The game begins. All the colored balls sit together, united, at peace, and completely vulnerable in the middle of the playing field. Their tranquil innocence is doomed.

From unknown lands, the cue ball arrives like a blitzkrieg, a Great White Hunter determined to break the alliance of the colored balls and tear them apart to be exterminated, one by one.

After the blessed peace has been destroyed forever, each player takes his turn as the Hunter. One attacks the solid colored balls - those ancient cultures still untouched by the hands of empire. The other goes after the stripes - the half-breeds, the mestizos, the mongrels; and removes them, one by one, from the bright green lands to the black, unlit Underworld.
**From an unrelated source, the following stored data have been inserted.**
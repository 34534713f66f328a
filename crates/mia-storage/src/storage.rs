//! 影像载荷存储管理

use mia_core::{ImageMetadata, MiaError, Result, StoredBlob};
use sha2::{Digest, Sha256};
use std::path::{Path, PathBuf};
use tracing::debug;

/// 存储管理器
///
/// 载荷按 `<检查UID>/<序列UID>/<SOP实例UID>.dcm` 的层次布局落盘，
/// 同一实例重复写入覆盖同一路径（与持久层的幂等upsert一致）。
pub struct BlobStorage {
    base_path: PathBuf,
}

impl BlobStorage {
    pub fn new(base_path: impl Into<PathBuf>) -> Self {
        Self {
            base_path: base_path.into(),
        }
    }

    /// 存储一个影像载荷，返回其存储位置与内容摘要
    pub async fn store_image(&self, metadata: &ImageMetadata, data: &[u8]) -> Result<StoredBlob> {
        let relative = self.relative_path(metadata)?;
        let full_path = self.base_path.join(&relative);
        if let Some(parent) = full_path.parent() {
            tokio::fs::create_dir_all(parent)
                .await
                .map_err(|e| MiaError::Storage(format!("创建存储目录失败: {}", e)))?;
        }

        tokio::fs::write(&full_path, data)
            .await
            .map_err(|e| MiaError::Storage(format!("写入载荷失败 {:?}: {}", full_path, e)))?;

        let digest = format!("{:x}", Sha256::digest(data));
        debug!("载荷已存储: {:?} ({} 字节)", full_path, data.len());

        Ok(StoredBlob {
            storage_path: relative.to_string_lossy().to_string(),
            file_size: data.len() as i64,
            content_digest: digest,
        })
    }

    /// 读取一个已存储的载荷
    pub async fn get_file(&self, storage_path: &str) -> Result<Vec<u8>> {
        let full_path = self.base_path.join(storage_path);
        let data = tokio::fs::read(&full_path)
            .await
            .map_err(|e| MiaError::Storage(format!("读取载荷失败 {:?}: {}", full_path, e)))?;
        Ok(data)
    }

    /// 根据归组标识生成层次化相对路径
    fn relative_path(&self, metadata: &ImageMetadata) -> Result<PathBuf> {
        let study = metadata
            .study_uid
            .as_deref()
            .ok_or_else(|| MiaError::Storage("缺少检查UID，无法寻址".to_string()))?;
        let series = metadata
            .series_uid
            .as_deref()
            .ok_or_else(|| MiaError::Storage("缺少序列UID，无法寻址".to_string()))?;
        let instance = metadata
            .sop_instance_uid
            .as_deref()
            .ok_or_else(|| MiaError::Storage("缺少SOP实例UID，无法寻址".to_string()))?;

        Ok(Path::new(&sanitize(study))
            .join(sanitize(series))
            .join(format!("{}.dcm", sanitize(instance))))
    }
}

/// UID理论上只含数字和点，对异常字符做路径安全替换
fn sanitize(component: &str) -> String {
    component
        .chars()
        .map(|c| {
            if c.is_ascii_alphanumeric() || c == '.' || c == '-' {
                c
            } else {
                '_'
            }
        })
        .collect()
}

#[cfg(test)]
mod tests {
    use super::*;

    fn metadata(study: &str, series: &str, sop: &str) -> ImageMetadata {
        ImageMetadata {
            study_uid: Some(study.to_string()),
            series_uid: Some(series.to_string()),
            sop_instance_uid: Some(sop.to_string()),
            ..Default::default()
        }
    }

    fn temp_storage(name: &str) -> BlobStorage {
        let dir = std::env::temp_dir().join("mia-storage-tests").join(name);
        BlobStorage::new(dir)
    }

    #[tokio::test]
    async fn test_store_and_read_back() {
        let storage = temp_storage("roundtrip");
        let meta = metadata("1.2.3", "1.2.3.4", "1.2.3.4.5");

        let blob = storage.store_image(&meta, b"payload-bytes").await.unwrap();
        assert_eq!(blob.file_size, 13);
        assert_eq!(blob.storage_path, "1.2.3/1.2.3.4/1.2.3.4.5.dcm");
        assert_eq!(blob.content_digest.len(), 64);

        let data = storage.get_file(&blob.storage_path).await.unwrap();
        assert_eq!(data, b"payload-bytes");
    }

    #[tokio::test]
    async fn test_same_instance_overwrites_same_path() {
        let storage = temp_storage("overwrite");
        let meta = metadata("1.2.3", "1.2.3.4", "1.2.3.4.6");

        let first = storage.store_image(&meta, b"v1").await.unwrap();
        let second = storage.store_image(&meta, b"v2").await.unwrap();
        assert_eq!(first.storage_path, second.storage_path);

        let data = storage.get_file(&second.storage_path).await.unwrap();
        assert_eq!(data, b"v2");
    }

    #[tokio::test]
    async fn test_missing_identifiers_rejected() {
        let storage = temp_storage("missing");
        let meta = ImageMetadata::default();

        let err = storage.store_image(&meta, b"x").await.unwrap_err();
        assert!(matches!(err, MiaError::Storage(_)));
    }

    #[test]
    fn test_sanitize_path_components() {
        assert_eq!(sanitize("1.2.840"), "1.2.840");
        assert_eq!(sanitize("../escape"), ".._escape");
    }
}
The Hunter does not always attack directly. He can approach from any angle, jump over one ball to attack another, and even work himself into a spinning fury to better eliminate his victims. They call the last tactic English. Rudyard Kipling would be proud.
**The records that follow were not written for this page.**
#[cfg(test)]
mod tests {
    use super::*;
    use async_trait::async_trait;
    use mia_core::{ImageMetadata, PersistOutcome, StoredBlob, Study};
    use mia_database::MemoryImageRepository;
    use mia_dicom::fixtures::{write_instance, FixtureInstance};
    use std::path::PathBuf;
    use std::time::Duration;

    /// 在持久化时崩溃的仓库，用于演练工作者异常退出
    struct PanickingRepository;

    #[async_trait]
    impl ImageRepository for PanickingRepository {
        async fn persist_instance(
            &self,
            _metadata: &ImageMetadata,
            _blob: &StoredBlob,
        ) -> Result<PersistOutcome> {
            panic!("持久层崩溃");
        }

        async fn get_study_by_uid(&self, _study_uid: &str) -> Result<Option<Study>> {
            Ok(None)
        }

        async fn study_count(&self) -> Result<usize> {
            Ok(0)
        }
    }

    fn temp_dir(name: &str) -> PathBuf {
        let dir = std::env::temp_dir().join("mia-session-tests").join(name);
        std::fs::create_dir_all(&dir).unwrap();
        dir
    }

    fn wellformed(dir: &PathBuf, i: usize, study: &str) -> IncomingFile {
        let name = format!("img{:03}.dcm", i);
        let path = dir.join(&name);
        write_instance(
            &path,
            &FixtureInstance {
                study_uid: Some(study.to_string()),
                series_uid: Some(format!("{}.1", study)),
                sop_instance_uid: format!("{}.1.{}", study, i),
                modality: "CT".to_string(),
                patient_id: Some("PAT001".to_string()),
                patient_name: Some("Doe^John".to_string()),
                series_number: Some(1),
            },
        )
        .unwrap();
        IncomingFile::from_path(path, name).unwrap()
    }

    fn zero_byte(dir: &PathBuf, i: usize) -> IncomingFile {
        let name = format!("empty{:03}.dcm", i);
        let path = dir.join(&name);
        std::fs::write(&path, b"").unwrap();
        IncomingFile::from_path(path, name).unwrap()
    }

    fn manager(test: &str, config: IngestConfig) -> UploadSessionManager {
        let repo = Arc::new(MemoryImageRepository::new());
        let storage = Arc::new(BlobStorage::new(temp_dir(test).join("blobs")));
        UploadSessionManager::new(repo, storage, config)
    }

    fn small_config() -> IngestConfig {
        IngestConfig {
            chunk_size: 2,
            sync_threshold: 3,
            progress_retention_secs: 60,
            ..Default::default()
        }
    }

    #[tokio::test]
    async fn test_threshold_boundary_sync_vs_async() {
        let dir = temp_dir("threshold");
        let manager = manager("threshold", small_config());

        // 恰好等于阈值：同步返回终态
        let files: Vec<_> = (0..3).map(|i| wellformed(&dir, i, "1.1")).collect();
        match manager.submit(files).await.unwrap() {
            SubmitOutcome::Completed(session) => {
                assert_eq!(session.status, UploadStatus::Completed);
                assert_eq!(session.total_files, 3);
                assert_eq!(session.successful_files, 3);
            }
            other => panic!("期望同步完成，实际 {:?}", other),
        }

        // 超过阈值一个：立即返回可轮询的上传ID
        let files: Vec<_> = (10..14).map(|i| wellformed(&dir, i, "2.2")).collect();
        match manager.submit(files).await.unwrap() {
            SubmitOutcome::Accepted { upload_id, status } => {
                assert!(matches!(
                    status,
                    UploadStatus::Queued | UploadStatus::Processing
                ));
                manager.wait(upload_id).await.unwrap();
                let session = manager.result(upload_id).unwrap();
                assert_eq!(session.status, UploadStatus::Completed);
                assert_eq!(session.successful_files, 4);
            }
            other => panic!("期望异步受理，实际 {:?}", other),
        }
    }

    #[tokio::test]
    async fn test_partial_failure_still_completes() {
        let dir = temp_dir("partial");
        let manager = manager("partial", small_config());

        let mut files: Vec<_> = (0..8).map(|i| wellformed(&dir, i, "3.3")).collect();
        files.push(zero_byte(&dir, 0));
        files.push(zero_byte(&dir, 1));

        let upload_id = match manager.submit(files).await.unwrap() {
            SubmitOutcome::Accepted { upload_id, .. } => upload_id,
            other => panic!("期望异步受理，实际 {:?}", other),
        };
        manager.wait(upload_id).await.unwrap();

        // 含无效文件的批次仍然正常完成，失败只反映在计数里
        let session = manager.result(upload_id).unwrap();
        assert_eq!(session.status, UploadStatus::Completed);
        assert_eq!(session.total_files, 10);
        assert_eq!(session.successful_files, 8);
        assert_eq!(session.failed_files, 2);
        for entry in session.failed_entries() {
            assert_eq!(entry.reason.as_deref(), Some("invalid-candidate"));
        }
    }

    #[tokio::test]
    async fn test_monotonic_progress_snapshots() {
        let dir = temp_dir("monotonic");
        let config = IngestConfig {
            chunk_size: 1,
            sync_threshold: 2,
            progress_retention_secs: 60,
            ..Default::default()
        };
        let manager = Arc::new(manager("monotonic", config));

        let files: Vec<_> = (0..12).map(|i| wellformed(&dir, i, "4.4")).collect();
        let upload_id = match manager.submit(files).await.unwrap() {
            SubmitOutcome::Accepted { upload_id, .. } => upload_id,
            other => panic!("期望异步受理，实际 {:?}", other),
        };

        let mut last = 0usize;
        loop {
            let snapshot = manager.progress(upload_id).unwrap();
            assert!(snapshot.processed_files >= last, "进度必须单调不减");
            assert!(snapshot.processed_files <= snapshot.total_files);
            assert_eq!(
                snapshot.successful_files + snapshot.failed_files,
                snapshot.processed_files
            );
            last = snapshot.processed_files;
            if snapshot.status.is_terminal() {
                break;
            }
            tokio::time::sleep(Duration::from_millis(2)).await;
        }

        let session = manager.result(upload_id).unwrap();
        assert_eq!(session.processed_files, 12);
        assert_eq!(session.successful_files + session.failed_files, 12);
    }

    #[tokio::test]
    async fn test_supervisor_registry_drains_after_completion() {
        let dir = temp_dir("drain");
        let manager = manager("drain", small_config());

        let mut ids = Vec::new();
        for batch in 0..5usize {
            let files: Vec<_> = (0..4)
                .map(|i| wellformed(&dir, batch * 10 + i, &format!("8.{}", batch)))
                .collect();
            match manager.submit(files).await.unwrap() {
                SubmitOutcome::Accepted { upload_id, .. } => ids.push(upload_id),
                other => panic!("期望异步受理，实际 {:?}", other),
            }
        }

        // 句柄随工作者结束自行注销，不随上传次数累积
        for _ in 0..500 {
            if manager.supervisor_count() == 0 {
                break;
            }
            tokio::time::sleep(Duration::from_millis(2)).await;
        }
        assert_eq!(manager.supervisor_count(), 0);

        for id in ids {
            assert_eq!(manager.result(id).unwrap().status, UploadStatus::Completed);
        }
    }

    #[tokio::test]
    async fn test_worker_panic_marks_session_failed() {
        let dir = temp_dir("panic");
        let storage = Arc::new(BlobStorage::new(dir.join("blobs")));
        let manager =
            UploadSessionManager::new(Arc::new(PanickingRepository), storage, small_config());

        let files: Vec<_> = (0..4).map(|i| wellformed(&dir, i, "9.9")).collect();
        let upload_id = match manager.submit(files).await.unwrap() {
            SubmitOutcome::Accepted { upload_id, .. } => upload_id,
            other => panic!("期望异步受理，实际 {:?}", other),
        };
        manager.wait(upload_id).await.unwrap();

        // 工作者崩溃不留下永远处于处理中的会话
        let session = manager.result(upload_id).unwrap();
        assert_eq!(session.status, UploadStatus::Failed);
        assert!(session.errors.iter().any(|e| e.contains("工作者异常退出")));
    }

    #[tokio::test]
    async fn test_large_batch_crosses_default_threshold() {
        let dir = temp_dir("large");
        // 默认配置：同步阈值100，块大小50
        let manager = manager("large", IngestConfig::default());

        let mut files: Vec<_> = (0..140).map(|i| wellformed(&dir, i, "7.7")).collect();
        for i in 0..10 {
            files.push(zero_byte(&dir, i));
        }

        let upload_id = match manager.submit(files).await.unwrap() {
            SubmitOutcome::Accepted { upload_id, .. } => upload_id,
            other => panic!("150个文件应走异步路径，实际 {:?}", other),
        };
        manager.wait(upload_id).await.unwrap();

        let session = manager.result(upload_id).unwrap();
        assert_eq!(session.status, UploadStatus::Completed);
        assert_eq!(session.total_files, 150);
        assert_eq!(session.successful_files, 140);
        assert_eq!(session.failed_files, 10);
        for entry in session.failed_entries() {
            assert_eq!(entry.reason.as_deref(), Some("invalid-candidate"));
        }
    }

    #[tokio::test]
    async fn test_result_for_unknown_id_is_not_found() {
        let manager = manager("early-result", small_config());
        let err = manager.result(Uuid::new_v4()).unwrap_err();
        assert!(matches!(err, MiaError::NotFound(_)));
    }

    #[tokio::test]
    async fn test_progress_expires_after_retention() {
        let dir = temp_dir("expiry");
        let config = IngestConfig {
            chunk_size: 2,
            sync_threshold: 10,
            progress_retention_secs: 0,
            ..Default::default()
        };
        let manager = manager("expiry", config);

        let files: Vec<_> = (0..2).map(|i| wellformed(&dir, i, "5.5")).collect();
        // 保留期为0：同步完成的会话立刻过期
        let err = manager.submit(files).await.unwrap_err();
        assert!(matches!(err, MiaError::NotFound(_)));
    }

    #[tokio::test]
    async fn test_reupload_creates_no_new_studies() {
        let dir = temp_dir("idempotent");
        let manager = manager("idempotent", small_config());

        let files: Vec<_> = (0..3)
            .map(|i| wellformed(&dir, i, &format!("6.{}", i)))
            .collect();

        let first = match manager.submit(files.clone()).await.unwrap() {
            SubmitOutcome::Completed(session) => session,
            other => panic!("期望同步完成，实际 {:?}", other),
        };
        assert_eq!(first.successful_files, 3);
        assert_eq!(first.new_studies, 3);
        assert_eq!(first.study_uids.len(), 3);

        let second = match manager.submit(files).await.unwrap() {
            SubmitOutcome::Completed(session) => session,
            other => panic!("期望同步完成，实际 {:?}", other),
        };
        assert_eq!(second.successful_files, 3);
        assert_eq!(second.new_studies, 0);
        assert_eq!(second.study_uids.len(), 3);
    }
}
The Hunter's most dreaded strategy, though, is to use the colored balls to do his dirty work, pitting one against another. If a bystander stands in the way of his quarry, he will attack it first, so that, while fleeing, it charges head-on into the Hunter's prey, creating a horrible clash intended to drive the victim off the board. Occasionally, a particularly skilled Hunter can use this method to kill multiple prey with a single shot.

As the game draws to a close, and all of a Hunter's designated victims have been driven off the face of the Earth, a single task remains. Somewhere, unnoticed for most of the game, lies the Black 8-ball - the primal lord of the African savanna, the progenitor of all. The proud Hunter "calls" the hellish destination of his ultimate prey and triumphantly removes him from the game.

Forever.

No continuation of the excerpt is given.